Search code examples
c#.netwindowsprocessscreen-scraping

C# - reading text off of an existing process


We are having to read text off of an existing VB6 application. So we use the methods FindWindow, GetWindowText, and EnumChildWindows out of kernel32 and can enumerate and read the displayed text in this process.

We are able to read 90% of the text with our method, but there is a specific control (or box) in general that we cannot read.

We cannot target the text we need to read with UI spy-type programs, so I assume they must be rendering it directly to the screen with GDI/GDI+. They cannot be using a control or window to render the text we need.

Is there a way to determine how they are rendering the text, and possibly read it?

We do not want to grab the hDC of the window and render it onto a bitmap and somehow reverse-CAPTCHA the text... that could be a nightmare.

SOLUTION: We discovered it is possible for use to merely look for 2-3 phrases in this box versus actually OCR-ing the text.
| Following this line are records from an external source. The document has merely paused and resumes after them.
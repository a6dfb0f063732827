//! Layering of parameter sources: `.env` file and `NC_*` variables, then the
//! testbed file, then `key=value` overrides from the command line.

use super::env::EnvManager;
use super::params::TestParameters;
use super::raw::{merge_user_params, parse_key_value, UserParams};
use super::testbed::Testbed;
use super::validation::{validate_parameters, ValidationWarning};
use crate::error::Result;
use std::path::PathBuf;

/// Where parameters come from
#[derive(Debug, Clone, Default)]
pub struct ConfigSources {
    pub testbed_path: Option<PathBuf>,
    pub env_file: Option<PathBuf>,
    /// `key=value` pairs, applied last
    pub overrides: Vec<String>,
}

/// Fully layered configuration of a run
#[derive(Debug, Clone)]
pub struct ResolvedConfig {
    /// Merged raw parameters (kept for keys outside [`TestParameters`])
    pub raw: UserParams,
    pub params: TestParameters,
    pub testbed: Testbed,
    pub warnings: Vec<ValidationWarning>,
}

/// Configuration parser that combines every source
pub struct ConfigParser {
    sources: ConfigSources,
}

impl ConfigParser {
    pub fn new(sources: ConfigSources) -> Self {
        Self { sources }
    }

    /// Parse and build the complete configuration
    pub fn parse(&self) -> Result<ResolvedConfig> {
        if let Some(env_file) = &self.sources.env_file {
            EnvManager::load_env_file(env_file)?;
        }
        self.parse_with_env(EnvManager::env_user_params())
    }

    /// Same as [`ConfigParser::parse`] with an explicit environment layer
    pub fn parse_with_env(&self, env_params: UserParams) -> Result<ResolvedConfig> {
        let testbed = match &self.sources.testbed_path {
            Some(path) => Testbed::load(path)?,
            None => Testbed::default(),
        };

        let mut overrides = UserParams::new();
        for pair in &self.sources.overrides {
            let (key, value) = parse_key_value(pair)?;
            overrides.insert(key, value);
        }

        let raw = merge_user_params(
            merge_user_params(env_params, testbed.user_params.clone()),
            overrides,
        );
        let (params, rejected) = TestParameters::from_user_params_checked(&raw);
        let warnings = validate_parameters(&params, &raw, &rejected);

        Ok(ResolvedConfig {
            raw,
            params,
            testbed,
            warnings,
        })
    }
}

/// Render resolved parameters for `--print-params`
pub fn display_parameters(params: &TestParameters) -> Result<String> {
    Ok(serde_yaml::to_string(params)?)
}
So we are going to render it to a bitmap and compare it with 2-3 pre-stored bitmaps so we can merely compare pixel by pixel.
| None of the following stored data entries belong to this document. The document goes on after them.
//! Nearby connection lifecycle
//!
//! A [`NearbyConnection`] drives one discoverer/advertiser agent pair through
//! discovery, connection, optional medium upgrade and payload transfer. Each
//! phase has its own deadline; a phase that fails or misses its deadline
//! yields a [`PhaseFailure`] carrying the failure reason of that phase.

pub mod benchmark;

pub use benchmark::{wifi_benchmark, Benchmark, BenchmarkInputs, ThroughputProfile};

use crate::defaults;
use crate::device::{
    AdvertisingRequest, ConnectionRequest, DeviceController, DevicePair, EndpointId, KeepAlive, NearbyAgent,
};
use crate::error::Result;
use crate::models::{ConnectionSetupQualityInfo, ConnectionSetupTimeouts};
use crate::types::{MediumUpgradeType, NearbyMedium, PayloadType, SingleTestFailureReason};
use std::fmt;
use std::future::Future;
use std::sync::Arc;
use std::time::Duration;
use tokio::time::{timeout, Instant};

/// A phase of a trial that did not complete
#[derive(Debug, Clone, PartialEq)]
pub struct PhaseFailure {
    pub reason: SingleTestFailureReason,
    pub detail: String,
}

impl PhaseFailure {
    pub fn new<S: Into<String>>(reason: SingleTestFailureReason, detail: S) -> Self {
        Self {
            reason,
            detail: detail.into(),
        }
    }
}

impl fmt::Display for PhaseFailure {
    fn fmt(&self, f: &mut fmt::Formatter<'_>) -> fmt::Result {
        write!(f, "{}: {}", self.reason, self.detail)
    }
}

impl std::error::Error for PhaseFailure {}

pub type PhaseResult<T> = std::result::Result<T, PhaseFailure>;

/// Await `fut` within `deadline`, classifying both errors and timeouts as
/// `reason`
async fn within<T, F>(deadline: Duration, reason: SingleTestFailureReason, what: &str, fut: F) -> PhaseResult<T>
where
    F: Future<Output = Result<T>>,
{
    match timeout(deadline, fut).await {
        Ok(Ok(value)) => Ok(value),
        Ok(Err(error)) => Err(PhaseFailure::new(reason, format!("{} failed: {}", what, error))),
        Err(_) => Err(PhaseFailure::new(
            reason,
            format!("{} timed out after {}s", what, deadline.as_secs()),
        )),
    }
}

/// Mediums and options of one connection
#[derive(Debug, Clone, PartialEq)]
pub struct ConnectionOptions {
    pub advertising_discovery_medium: NearbyMedium,
    pub connection_medium: NearbyMedium,
    pub upgrade_medium: NearbyMedium,
    pub upgrade_type: MediumUpgradeType,
    pub keep_alive: Option<KeepAlive>,
}

impl ConnectionOptions {
    /// The BT-only connection held open next to the measured one
    pub fn prior_bt(advertising_discovery_medium: NearbyMedium) -> Self {
        Self {
            advertising_discovery_medium,
            connection_medium: NearbyMedium::BtOnly,
            upgrade_medium: NearbyMedium::BtOnly,
            upgrade_type: MediumUpgradeType::NonDisruptive,
            keep_alive: None,
        }
    }
}

/// One Nearby connection between a discoverer and an advertiser agent
pub struct NearbyConnection {
    discoverer: Arc<dyn NearbyAgent>,
    advertiser: Arc<dyn NearbyAgent>,
    options: ConnectionOptions,
    /// Advertiser endpoint as seen by the discoverer
    advertiser_endpoint: Option<EndpointId>,
    failure_reason: SingleTestFailureReason,
    pub quality_info: ConnectionSetupQualityInfo,
}

impl NearbyConnection {
    pub fn new(discoverer: Arc<dyn NearbyAgent>, advertiser: Arc<dyn NearbyAgent>, options: ConnectionOptions) -> Self {
        Self {
            discoverer,
            advertiser,
            options,
            advertiser_endpoint: None,
            failure_reason: SingleTestFailureReason::Uninitialized,
            quality_info: ConnectionSetupQualityInfo::default(),
        }
    }

    /// Reason of the last phase that ran; `SUCCESS` once every phase passed
    pub fn failure_reason(&self) -> SingleTestFailureReason {
        self.failure_reason
    }

    fn record<T>(&mut self, result: PhaseResult<T>) -> PhaseResult<T> {
        if let Err(failure) = &result {
            self.failure_reason = failure.reason;
        }
        result
    }

    /// Discover, connect and, for a high quality medium, wait for the upgrade
    pub async fn start_nearby_connection(&mut self, timeouts: &ConnectionSetupTimeouts) -> PhaseResult<()> {
        let outcome = self.setup(timeouts).await;
        if outcome.is_ok() {
            self.failure_reason = SingleTestFailureReason::Success;
        }
        self.record(outcome)
    }

    async fn setup(&mut self, timeouts: &ConnectionSetupTimeouts) -> PhaseResult<()> {
        use SingleTestFailureReason as Reason;

        let advertising = AdvertisingRequest {
            advertising_medium: self.options.advertising_discovery_medium,
            connection_medium: self.options.connection_medium,
            upgrade_medium: self.options.upgrade_medium,
            upgrade_type: self.options.upgrade_type,
        };
        self.advertiser
            .start_advertising(&advertising)
            .await
            .map_err(|e| PhaseFailure::new(Reason::TargetStartAdvertising, e.to_string()))?;

        let discovery_start = Instant::now();
        self.discoverer
            .start_discovery(self.options.advertising_discovery_medium)
            .await
            .map_err(|e| PhaseFailure::new(Reason::SourceStartDiscovery, e.to_string()))?;
        let endpoint = within(
            timeouts.discovery(),
            Reason::SourceStartDiscovery,
            "endpoint discovery",
            self.discoverer.wait_for_endpoint_found(),
        )
        .await?;
        self.quality_info.discovery_latency = discovery_start.elapsed();
        self.advertiser_endpoint = Some(endpoint.clone());

        let request = ConnectionRequest {
            connection_medium: self.options.connection_medium,
            upgrade_medium: self.options.upgrade_medium,
            upgrade_type: self.options.upgrade_type,
            keep_alive: self.options.keep_alive,
        };
        let connection_start = Instant::now();
        self.discoverer
            .request_connection(&endpoint, &request)
            .await
            .map_err(|e| PhaseFailure::new(Reason::SourceRequestConnection, e.to_string()))?;

        let discoverer_endpoint = within(
            timeouts.connection_init(),
            Reason::TargetAcceptConnection,
            "connection initiation",
            self.advertiser.wait_for_connection_initiated(),
        )
        .await?;
        self.advertiser
            .accept_connection(&discoverer_endpoint)
            .await
            .map_err(|e| PhaseFailure::new(Reason::TargetAcceptConnection, e.to_string()))?;

        let both_connected = async {
            futures::try_join!(
                self.discoverer.wait_for_connection_result(&endpoint),
                self.advertiser.wait_for_connection_result(&discoverer_endpoint),
            )
        };
        within(
            timeouts.connection_result(),
            Reason::TargetAcceptConnection,
            "connection result",
            both_connected,
        )
        .await?;
        self.quality_info.connection_latency = connection_start.elapsed();

        if self.options.upgrade_medium.is_high_quality() {
            self.quality_info.medium_upgrade_expected = true;
            let upgrade_start = Instant::now();
            let medium = within(
                defaults::CONNECTION_BANDWIDTH_CHANGED_TIMEOUT,
                Reason::WifiMediumUpgrade,
                "medium upgrade",
                self.discoverer.wait_for_bandwidth_changed(&endpoint),
            )
            .await?;
            self.quality_info.medium_upgrade_latency = upgrade_start.elapsed();
            self.quality_info.upgrade_medium = Some(medium);
        }
        Ok(())
    }

    /// Send a payload over the established connection and return the
    /// throughput in KB/s
    pub async fn transfer_file(&mut self, size_kb: u64, deadline: Duration, payload_type: PayloadType) -> PhaseResult<f64> {
        let outcome = self.transfer(size_kb, deadline, payload_type).await;
        self.record(outcome)
    }

    async fn transfer(&mut self, size_kb: u64, deadline: Duration, payload_type: PayloadType) -> PhaseResult<f64> {
        let endpoint = self.advertiser_endpoint.clone().ok_or_else(|| {
            PhaseFailure::new(SingleTestFailureReason::FileTransferFail, "no connected endpoint")
        })?;
        let start = Instant::now();
        within(
            deadline,
            SingleTestFailureReason::FileTransferFail,
            "payload transfer",
            self.discoverer.send_payload(&endpoint, size_kb, payload_type),
        )
        .await?;
        let elapsed = start.elapsed().max(Duration::from_millis(1));
        Ok(size_kb as f64 / elapsed.as_secs_f64())
    }

    /// Drop the connection from the discoverer side
    pub async fn disconnect_endpoint(&mut self) -> Result<()> {
        if let Some(endpoint) = self.advertiser_endpoint.take() {
            self.discoverer.disconnect_endpoint(&endpoint).await?;
        }
        Ok(())
    }
}

/// Associate a device with an access point, returning the time it took
pub async fn connect_to_wifi_sta(
    controller: &dyn DeviceController,
    ssid: &str,
    password: &str,
    reason: SingleTestFailureReason,
) -> PhaseResult<Duration> {
    let start = Instant::now();
    within(
        defaults::WIFI_STA_CONNECTING_TIME_OUT,
        reason,
        &format!("Wi-Fi association with {}", ssid),
        controller.wifi_connect(ssid, password),
    )
    .await?;
    Ok(start.elapsed())
}

/// Stop discovery, advertising and endpoints on every loaded agent, then
/// let the stack settle
pub async fn reset_nearby_connection(pair: &DevicePair) -> Result<()> {
    for slot in pair.discoverer.loaded_slots() {
        let agent = pair.discoverer.agent(slot)?;
        agent.stop_discovery().await?;
        agent.stop_all_endpoints().await?;
    }
    for slot in pair.advertiser.loaded_slots() {
        let agent = pair.advertiser.agent(slot)?;
        agent.stop_advertising().await?;
        agent.stop_all_endpoints().await?;
    }
    tokio::time::sleep(defaults::NEARBY_RESET_WAIT_TIME).await;
    Ok(())
}

/// Forget configured networks on both devices
pub async fn reset_wifi_connection(pair: &DevicePair) -> Result<()> {
    pair.discoverer.controller.wifi_clear_configured_networks().await?;
    pair.advertiser.controller.wifi_clear_configured_networks().await?;
    tokio::time::sleep(defaults::WIFI_DISCONNECTION_DELAY).await;
    Ok(())
}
Top answer brought us to this solution.


Solution

  • If they're drawing direct to a surface, there's no way to get the text without some weird OCR stuff.

    Update: after thinking about your problem, I think that doing what you describe (grabbing the window's hDC and creating a bitmap from it) would be a relatively easy task (relative to trying to intercept the API calls that were rendering the text in the first place).

    It wouldn't be as difficult as doing OCR on handwriting, for example. As long as you can determine the font used by the Visual Basic 6 application to draw the text, and as long as the text you want to scrape is drawn to the same location on the form each time, it would be relatively easy to break the drawn text up into discrete characters (as tiny little bitmaps) and then compare each one to a pre-generated collection of characters that you've drawn with the same font at the same size. The characters would match perfectly on a pixel-by-pixel basis.

    There might be a problem if the program runs on different systems and draws the text with different fonts.